ASSIGNMENT. Beginning with the line that holds "failed with exit" in the data below, give again every line through the one that holds "use std::process::Output;", exactly as written.
------ EXTRACTED INFORMATION
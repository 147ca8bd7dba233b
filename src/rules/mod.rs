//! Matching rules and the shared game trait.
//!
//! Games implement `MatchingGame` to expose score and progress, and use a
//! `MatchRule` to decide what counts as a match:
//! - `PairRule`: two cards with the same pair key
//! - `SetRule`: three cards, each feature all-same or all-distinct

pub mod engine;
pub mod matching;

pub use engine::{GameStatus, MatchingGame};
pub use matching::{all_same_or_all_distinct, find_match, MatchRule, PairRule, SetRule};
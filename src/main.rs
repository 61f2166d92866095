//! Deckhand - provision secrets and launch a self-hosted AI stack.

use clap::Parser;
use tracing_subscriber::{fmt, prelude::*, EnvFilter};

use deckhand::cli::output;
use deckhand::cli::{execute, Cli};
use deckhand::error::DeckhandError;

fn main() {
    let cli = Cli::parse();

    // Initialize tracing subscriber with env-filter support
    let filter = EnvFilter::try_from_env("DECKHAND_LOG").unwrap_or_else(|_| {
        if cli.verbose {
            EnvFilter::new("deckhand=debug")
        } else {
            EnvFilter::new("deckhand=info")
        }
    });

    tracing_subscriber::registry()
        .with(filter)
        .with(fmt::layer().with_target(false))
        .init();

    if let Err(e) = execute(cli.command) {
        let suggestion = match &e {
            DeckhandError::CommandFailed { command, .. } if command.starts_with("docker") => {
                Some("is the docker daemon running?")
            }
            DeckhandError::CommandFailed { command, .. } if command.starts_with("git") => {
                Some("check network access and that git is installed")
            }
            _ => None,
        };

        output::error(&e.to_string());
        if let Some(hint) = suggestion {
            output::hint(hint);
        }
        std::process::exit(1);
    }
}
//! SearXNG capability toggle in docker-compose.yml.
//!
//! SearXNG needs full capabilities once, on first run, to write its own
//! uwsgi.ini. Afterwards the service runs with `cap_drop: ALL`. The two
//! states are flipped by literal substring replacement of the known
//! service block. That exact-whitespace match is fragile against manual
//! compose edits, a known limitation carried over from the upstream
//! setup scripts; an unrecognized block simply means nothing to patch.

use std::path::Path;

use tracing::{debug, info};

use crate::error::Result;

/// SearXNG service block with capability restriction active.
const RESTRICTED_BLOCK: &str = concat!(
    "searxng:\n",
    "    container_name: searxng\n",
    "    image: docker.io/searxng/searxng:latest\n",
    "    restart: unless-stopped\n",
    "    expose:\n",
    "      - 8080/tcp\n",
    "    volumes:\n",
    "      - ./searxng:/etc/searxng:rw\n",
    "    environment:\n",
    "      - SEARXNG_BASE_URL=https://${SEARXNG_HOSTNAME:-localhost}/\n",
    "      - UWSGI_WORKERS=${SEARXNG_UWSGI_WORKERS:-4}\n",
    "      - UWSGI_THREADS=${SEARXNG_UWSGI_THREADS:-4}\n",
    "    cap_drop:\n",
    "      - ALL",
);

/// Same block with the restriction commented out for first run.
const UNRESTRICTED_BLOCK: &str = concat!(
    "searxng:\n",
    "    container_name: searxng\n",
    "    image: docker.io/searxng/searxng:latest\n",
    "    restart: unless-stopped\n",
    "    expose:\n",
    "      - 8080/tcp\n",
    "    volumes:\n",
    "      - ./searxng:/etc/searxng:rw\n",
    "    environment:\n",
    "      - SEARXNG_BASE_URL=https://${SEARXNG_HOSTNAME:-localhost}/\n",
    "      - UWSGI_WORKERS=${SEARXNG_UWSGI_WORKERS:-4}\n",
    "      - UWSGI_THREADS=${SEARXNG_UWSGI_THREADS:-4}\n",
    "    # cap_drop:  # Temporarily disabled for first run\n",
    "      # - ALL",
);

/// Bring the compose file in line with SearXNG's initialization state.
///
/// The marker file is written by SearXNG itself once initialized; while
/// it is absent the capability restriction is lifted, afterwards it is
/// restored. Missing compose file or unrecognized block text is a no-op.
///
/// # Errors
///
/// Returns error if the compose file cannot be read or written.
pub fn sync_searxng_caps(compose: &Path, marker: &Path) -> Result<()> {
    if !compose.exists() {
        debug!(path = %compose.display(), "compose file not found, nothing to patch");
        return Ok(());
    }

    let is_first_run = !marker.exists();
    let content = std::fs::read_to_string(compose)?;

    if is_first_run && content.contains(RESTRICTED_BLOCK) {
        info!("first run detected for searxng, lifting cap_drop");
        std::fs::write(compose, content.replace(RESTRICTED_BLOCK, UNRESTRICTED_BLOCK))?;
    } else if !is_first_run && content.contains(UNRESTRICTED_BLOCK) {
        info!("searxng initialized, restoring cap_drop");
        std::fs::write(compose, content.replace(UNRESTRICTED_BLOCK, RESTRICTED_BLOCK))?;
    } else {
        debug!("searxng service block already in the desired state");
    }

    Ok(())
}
------------
------ EXTRACTED INFORMATION
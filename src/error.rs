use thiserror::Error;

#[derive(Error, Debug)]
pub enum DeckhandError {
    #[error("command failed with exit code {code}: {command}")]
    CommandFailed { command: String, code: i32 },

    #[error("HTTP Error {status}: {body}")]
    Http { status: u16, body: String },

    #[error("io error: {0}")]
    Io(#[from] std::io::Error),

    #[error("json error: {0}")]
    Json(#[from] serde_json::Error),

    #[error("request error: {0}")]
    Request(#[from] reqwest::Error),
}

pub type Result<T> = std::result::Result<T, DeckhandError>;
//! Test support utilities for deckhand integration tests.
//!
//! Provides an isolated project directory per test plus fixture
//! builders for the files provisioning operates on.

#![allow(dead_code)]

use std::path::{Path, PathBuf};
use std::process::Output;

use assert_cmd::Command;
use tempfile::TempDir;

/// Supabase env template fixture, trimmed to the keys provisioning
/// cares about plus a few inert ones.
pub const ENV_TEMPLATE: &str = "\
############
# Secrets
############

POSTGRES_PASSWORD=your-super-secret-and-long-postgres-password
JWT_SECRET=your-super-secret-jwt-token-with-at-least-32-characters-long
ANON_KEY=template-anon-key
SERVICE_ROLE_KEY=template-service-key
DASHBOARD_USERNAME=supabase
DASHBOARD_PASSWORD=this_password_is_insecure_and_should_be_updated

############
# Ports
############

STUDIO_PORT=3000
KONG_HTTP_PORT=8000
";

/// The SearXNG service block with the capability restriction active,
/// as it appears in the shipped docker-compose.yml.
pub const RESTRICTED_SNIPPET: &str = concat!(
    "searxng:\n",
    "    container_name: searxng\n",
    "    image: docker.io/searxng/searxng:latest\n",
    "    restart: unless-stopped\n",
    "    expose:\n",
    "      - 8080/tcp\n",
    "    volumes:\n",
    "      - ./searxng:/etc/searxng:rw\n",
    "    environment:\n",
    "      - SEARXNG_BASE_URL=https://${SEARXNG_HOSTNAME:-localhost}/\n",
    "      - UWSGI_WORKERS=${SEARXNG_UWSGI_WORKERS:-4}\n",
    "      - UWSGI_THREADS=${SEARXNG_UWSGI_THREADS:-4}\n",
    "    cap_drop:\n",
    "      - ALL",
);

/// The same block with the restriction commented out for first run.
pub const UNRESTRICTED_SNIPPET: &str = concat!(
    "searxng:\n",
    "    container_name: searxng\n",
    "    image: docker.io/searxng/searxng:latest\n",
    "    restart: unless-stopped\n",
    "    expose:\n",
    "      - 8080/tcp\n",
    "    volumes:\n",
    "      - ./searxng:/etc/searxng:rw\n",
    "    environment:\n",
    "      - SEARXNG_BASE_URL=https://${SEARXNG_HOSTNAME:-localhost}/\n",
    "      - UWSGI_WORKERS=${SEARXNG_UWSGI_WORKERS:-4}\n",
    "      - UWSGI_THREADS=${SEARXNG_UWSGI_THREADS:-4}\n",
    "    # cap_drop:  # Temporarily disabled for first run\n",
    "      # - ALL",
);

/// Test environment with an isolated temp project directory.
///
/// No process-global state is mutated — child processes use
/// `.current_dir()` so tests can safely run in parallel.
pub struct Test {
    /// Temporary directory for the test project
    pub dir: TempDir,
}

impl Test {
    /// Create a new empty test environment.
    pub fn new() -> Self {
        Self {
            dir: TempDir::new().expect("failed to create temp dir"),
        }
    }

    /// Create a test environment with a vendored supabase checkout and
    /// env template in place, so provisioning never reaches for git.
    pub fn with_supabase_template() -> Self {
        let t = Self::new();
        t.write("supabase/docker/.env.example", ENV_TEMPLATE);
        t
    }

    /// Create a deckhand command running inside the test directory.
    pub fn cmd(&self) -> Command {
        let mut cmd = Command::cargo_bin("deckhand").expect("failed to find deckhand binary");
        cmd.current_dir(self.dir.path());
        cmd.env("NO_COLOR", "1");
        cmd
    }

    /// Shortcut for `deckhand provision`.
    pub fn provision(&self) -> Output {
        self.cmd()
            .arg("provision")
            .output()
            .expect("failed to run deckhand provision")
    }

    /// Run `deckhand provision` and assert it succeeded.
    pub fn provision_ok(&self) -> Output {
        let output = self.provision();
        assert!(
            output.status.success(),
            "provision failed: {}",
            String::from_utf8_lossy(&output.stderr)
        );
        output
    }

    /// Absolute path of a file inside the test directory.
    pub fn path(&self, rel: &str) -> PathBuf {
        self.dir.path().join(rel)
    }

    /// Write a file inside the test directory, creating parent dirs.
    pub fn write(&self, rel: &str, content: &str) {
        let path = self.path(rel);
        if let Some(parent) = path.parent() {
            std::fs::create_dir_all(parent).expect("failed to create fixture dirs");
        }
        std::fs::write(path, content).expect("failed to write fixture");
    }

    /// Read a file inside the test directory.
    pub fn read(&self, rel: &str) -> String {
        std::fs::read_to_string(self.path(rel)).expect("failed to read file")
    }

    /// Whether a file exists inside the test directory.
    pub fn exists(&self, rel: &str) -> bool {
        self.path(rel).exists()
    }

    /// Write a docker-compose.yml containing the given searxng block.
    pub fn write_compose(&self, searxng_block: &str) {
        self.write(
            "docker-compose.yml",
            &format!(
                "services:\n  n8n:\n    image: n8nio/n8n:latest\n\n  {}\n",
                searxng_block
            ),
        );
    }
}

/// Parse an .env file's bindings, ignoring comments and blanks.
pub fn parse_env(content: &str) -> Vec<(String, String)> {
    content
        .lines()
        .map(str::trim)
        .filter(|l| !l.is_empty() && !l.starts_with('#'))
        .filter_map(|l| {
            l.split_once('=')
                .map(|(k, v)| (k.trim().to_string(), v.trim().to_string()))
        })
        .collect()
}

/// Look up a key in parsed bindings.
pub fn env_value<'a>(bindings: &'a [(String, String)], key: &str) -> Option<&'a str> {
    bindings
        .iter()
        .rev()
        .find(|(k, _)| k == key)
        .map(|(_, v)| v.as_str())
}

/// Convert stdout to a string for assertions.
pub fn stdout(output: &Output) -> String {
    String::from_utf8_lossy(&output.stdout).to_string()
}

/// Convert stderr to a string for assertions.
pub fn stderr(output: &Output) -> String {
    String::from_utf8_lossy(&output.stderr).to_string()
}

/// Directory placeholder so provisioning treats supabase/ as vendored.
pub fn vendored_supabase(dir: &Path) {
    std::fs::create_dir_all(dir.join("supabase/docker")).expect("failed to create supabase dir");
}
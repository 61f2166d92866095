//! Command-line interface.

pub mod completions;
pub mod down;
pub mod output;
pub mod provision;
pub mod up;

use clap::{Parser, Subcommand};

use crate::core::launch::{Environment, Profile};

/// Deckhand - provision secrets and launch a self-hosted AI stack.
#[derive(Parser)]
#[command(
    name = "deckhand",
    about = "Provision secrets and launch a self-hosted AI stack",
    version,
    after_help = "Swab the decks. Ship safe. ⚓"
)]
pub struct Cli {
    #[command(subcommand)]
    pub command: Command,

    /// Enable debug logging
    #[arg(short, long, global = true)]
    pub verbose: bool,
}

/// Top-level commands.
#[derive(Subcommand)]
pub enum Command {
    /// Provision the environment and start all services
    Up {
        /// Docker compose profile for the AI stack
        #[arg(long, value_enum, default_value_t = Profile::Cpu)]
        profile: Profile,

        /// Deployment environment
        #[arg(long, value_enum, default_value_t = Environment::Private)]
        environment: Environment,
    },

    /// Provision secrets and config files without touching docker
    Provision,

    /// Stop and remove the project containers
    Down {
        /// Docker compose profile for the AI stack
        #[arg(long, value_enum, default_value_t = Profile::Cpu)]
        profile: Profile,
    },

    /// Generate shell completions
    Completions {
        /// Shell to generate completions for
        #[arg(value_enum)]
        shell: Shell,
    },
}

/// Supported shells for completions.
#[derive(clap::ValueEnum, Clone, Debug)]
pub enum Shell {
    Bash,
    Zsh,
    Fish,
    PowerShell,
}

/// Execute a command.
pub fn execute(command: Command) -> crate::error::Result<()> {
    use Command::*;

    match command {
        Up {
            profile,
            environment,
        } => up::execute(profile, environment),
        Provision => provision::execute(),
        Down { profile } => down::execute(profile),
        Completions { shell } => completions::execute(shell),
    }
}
------------
------ EXTRACTED INFORMATION
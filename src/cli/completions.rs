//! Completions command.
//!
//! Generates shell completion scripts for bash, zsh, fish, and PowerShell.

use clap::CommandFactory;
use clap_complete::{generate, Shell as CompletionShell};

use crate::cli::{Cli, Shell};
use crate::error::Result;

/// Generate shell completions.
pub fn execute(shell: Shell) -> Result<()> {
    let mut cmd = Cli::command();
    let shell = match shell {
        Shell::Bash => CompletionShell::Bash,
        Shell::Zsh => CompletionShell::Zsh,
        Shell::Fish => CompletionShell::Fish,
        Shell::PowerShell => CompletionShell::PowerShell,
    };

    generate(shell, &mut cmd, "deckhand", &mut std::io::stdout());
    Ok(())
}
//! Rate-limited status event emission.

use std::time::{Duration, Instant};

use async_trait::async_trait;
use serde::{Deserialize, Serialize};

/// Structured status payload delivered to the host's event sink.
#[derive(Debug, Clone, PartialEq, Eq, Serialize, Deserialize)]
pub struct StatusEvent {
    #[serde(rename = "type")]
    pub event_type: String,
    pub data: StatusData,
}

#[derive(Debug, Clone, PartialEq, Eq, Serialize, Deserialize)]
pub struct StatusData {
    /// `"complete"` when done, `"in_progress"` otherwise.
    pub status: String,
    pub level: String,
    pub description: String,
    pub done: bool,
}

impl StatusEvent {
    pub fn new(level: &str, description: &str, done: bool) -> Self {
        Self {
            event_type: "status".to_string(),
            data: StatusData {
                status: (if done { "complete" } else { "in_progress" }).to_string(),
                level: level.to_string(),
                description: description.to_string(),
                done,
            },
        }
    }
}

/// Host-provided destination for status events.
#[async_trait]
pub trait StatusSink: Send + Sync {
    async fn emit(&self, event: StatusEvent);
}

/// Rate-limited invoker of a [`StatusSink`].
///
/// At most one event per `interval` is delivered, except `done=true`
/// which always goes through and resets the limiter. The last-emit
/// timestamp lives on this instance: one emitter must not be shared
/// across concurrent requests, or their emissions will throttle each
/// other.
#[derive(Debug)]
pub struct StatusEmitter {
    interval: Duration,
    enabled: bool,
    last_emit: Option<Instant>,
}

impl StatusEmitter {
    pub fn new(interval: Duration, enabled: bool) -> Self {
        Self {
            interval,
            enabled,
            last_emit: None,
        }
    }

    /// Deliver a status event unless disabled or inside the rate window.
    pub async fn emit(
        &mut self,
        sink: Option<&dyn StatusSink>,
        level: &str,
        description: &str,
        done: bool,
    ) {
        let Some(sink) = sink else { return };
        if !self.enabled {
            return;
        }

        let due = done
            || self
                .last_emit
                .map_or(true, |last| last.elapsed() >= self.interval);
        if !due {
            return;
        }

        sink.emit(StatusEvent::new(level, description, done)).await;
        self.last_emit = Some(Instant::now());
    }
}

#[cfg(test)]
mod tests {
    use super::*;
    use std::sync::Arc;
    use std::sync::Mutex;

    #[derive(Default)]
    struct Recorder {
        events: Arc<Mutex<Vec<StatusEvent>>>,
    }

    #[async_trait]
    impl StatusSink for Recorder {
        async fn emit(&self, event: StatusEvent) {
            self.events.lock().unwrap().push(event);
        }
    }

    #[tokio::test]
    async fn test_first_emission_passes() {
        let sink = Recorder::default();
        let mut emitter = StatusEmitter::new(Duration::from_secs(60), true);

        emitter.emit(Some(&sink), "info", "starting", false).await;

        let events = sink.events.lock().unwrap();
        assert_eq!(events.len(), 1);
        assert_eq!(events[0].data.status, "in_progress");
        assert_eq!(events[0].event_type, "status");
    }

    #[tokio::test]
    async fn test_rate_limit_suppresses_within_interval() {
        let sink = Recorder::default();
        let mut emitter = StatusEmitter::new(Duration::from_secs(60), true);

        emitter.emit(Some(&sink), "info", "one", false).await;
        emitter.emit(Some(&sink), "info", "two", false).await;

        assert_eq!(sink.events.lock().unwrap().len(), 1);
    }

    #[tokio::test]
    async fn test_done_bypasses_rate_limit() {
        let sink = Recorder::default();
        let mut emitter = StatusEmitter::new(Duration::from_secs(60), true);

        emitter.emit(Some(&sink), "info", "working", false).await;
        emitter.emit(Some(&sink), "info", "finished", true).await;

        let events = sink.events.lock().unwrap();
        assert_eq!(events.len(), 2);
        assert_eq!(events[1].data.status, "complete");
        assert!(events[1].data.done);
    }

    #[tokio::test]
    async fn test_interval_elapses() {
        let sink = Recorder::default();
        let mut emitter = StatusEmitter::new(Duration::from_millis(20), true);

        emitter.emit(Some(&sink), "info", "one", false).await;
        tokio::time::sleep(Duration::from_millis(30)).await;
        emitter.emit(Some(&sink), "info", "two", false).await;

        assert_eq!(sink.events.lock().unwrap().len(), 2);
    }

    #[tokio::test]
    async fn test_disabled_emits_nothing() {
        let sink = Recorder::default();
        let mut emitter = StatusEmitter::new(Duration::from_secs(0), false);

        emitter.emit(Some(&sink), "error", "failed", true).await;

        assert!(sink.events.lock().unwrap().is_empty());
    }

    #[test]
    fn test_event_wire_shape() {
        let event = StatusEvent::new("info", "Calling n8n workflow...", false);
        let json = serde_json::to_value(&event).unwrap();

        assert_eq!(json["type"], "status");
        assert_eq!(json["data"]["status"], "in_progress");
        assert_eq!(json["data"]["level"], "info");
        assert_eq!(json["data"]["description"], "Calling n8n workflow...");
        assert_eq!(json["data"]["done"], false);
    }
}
------------
SOLUTION BELOW.
    #[error("command failed with exit code {code}: {command}")]
    CommandFailed { command: String, code: i32 },

    #[error("HTTP Error {status}: {body}")]
    Http { status: u16, body: String },

    #[error("io error: {0}")]
    Io(#[from] std::io::Error),

    #[error("json error: {0}")]
    Json(#[from] serde_json::Error),

    #[error("request error: {0}")]
    Request(#[from] reqwest::Error),
}

pub type Result<T> = std::result::Result<T, DeckhandError>;
//! Test support utilities for deckhand integration tests.
//!
//! Provides an isolated project directory per test plus fixture
//! builders for the files provisioning operates on.

#![allow(dead_code)]

use std::path::{Path, PathBuf};
use std::process::Output;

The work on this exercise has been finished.